This creates available contiguous chunks of physical memory but compaction is expensive (copying segments is memory-intensive) and would take up a fair amount of CPU time.

- Alternative approaches involve using a free-list management algorithm like:
  - \* best-fit
  - \* worst-fit
  - \* first-fit
  - \* buddy algorithm
- External fragmentation will always exist in this scheme, however. The algorithms above simply aim to minimize it. The real solution is to disallow variable sized segments.
- Some systems merge code and heap segments to use only one bit to represent segment.
- There are implicit approaches to identify the segment too, where the program infers the segment by identifying how the VA was conceived:
  - from a PC ⇒ use code segment.
  - from ebp  $\implies$  use stack segment.
  - else, use heap segment.
- We also need an additional bit to identify the direction of growth of the segment, if this varies across the segments. The translation function is modified to take this into account.

#### **Sharing Segments**

- With some VA bits used to represent permissions that a process has for the segment **protection bits**, we can factor include segments with varying permissions.
- Translation function is appropriately modified to raise an exception whenever a process attempts to violate permissions for a PA.
- Read-only code can be shared across multiple processes, without the worry of harming isolation.

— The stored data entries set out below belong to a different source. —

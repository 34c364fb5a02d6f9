// Copyright (C) 2026 Fred Clausen
// Use of this source code is governed by an MIT-style
// license that can be found in the LICENSE file or at
// https://opensource.org/licenses/MIT.

//! Command orchestration for the kermesse engine.
//!
//! Every public handler takes an [`AuthenticatedActor`] and a
//! [`Persistence`](kermesse_persistence::Persistence) handle, runs the
//! eligibility rules from `kermesse-domain` against rows read inside one
//! store transaction, and reports failures as [`ApiError`]. Transport
//! concerns live in the server crate.

#![deny(
    clippy::pedantic,
    clippy::cargo,
    clippy::nursery,
    clippy::style,
    clippy::correctness,
    clippy::all,
    clippy::suspicious,
    clippy::complexity,
    clippy::perf,
    clippy::unwrap_used,
    clippy::expect_used
)]
#![allow(clippy::multiple_crate_versions)]

mod auth;
mod error;
pub mod handlers;
mod notifications;
mod password_policy;
mod request_response;

#[cfg(test)]
mod tests;

pub use auth::{AuthenticatedActor, AuthenticationService};
pub use error::{
    ApiError, ErrorKind, translate_domain_error, translate_ineligibility,
    translate_persistence_error,
};
pub use notifications::{Notice, NoopNotifier, NotificationSink, notify_organizer};
pub use password_policy::{AccountIdentity, PasswordPolicy, PasswordPolicyError};
pub use request_response::{
    BuyTicketRequest, ChangePasswordRequest, CreateKermesseRequest, CreateParticipationRequest,
    CreateStandRequest, CreateTombolaRequest, DrawResult, InviteChildRequest,
    InviteChildResponse, KermesseQuery, LinkStandRequest, LinkUserRequest, LinkUserResponse,
    ListStandsQuery, LoginRequest, ModifyKermesseRequest, ModifyStandRequest,
    ModifyTombolaRequest, ParticipationReceipt, RecordOutcomeRequest, RegisterRequest,
    SendJetonRequest, SendJetonResponse, TicketQuery, TicketReceipt, TopUpRequest,
    TopUpResponse,
};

#### Fine-grained Vs. Coarse-grained

- Segments of code, heap and stack are relatively large (coarse-grained segmentation).
- Fine-grained segmentation further splits up each of these logical segments and identifies each segment using a **segment table**. This allows for better memory management by the OS (by moving unused segments to disk).

#### 3.2.3 Paging

- Split the address space (abstraction visible to the process) into fixed-size units called pages. The corresponding contiguous units in the physical address space are called page frames.
- To record each page's mapping for each process, the OS maintains a **page table** per process that is pointed to by the **Page Table Base Register (PTBR)**.
- Translation: (neglecting bits other than VPN and offset)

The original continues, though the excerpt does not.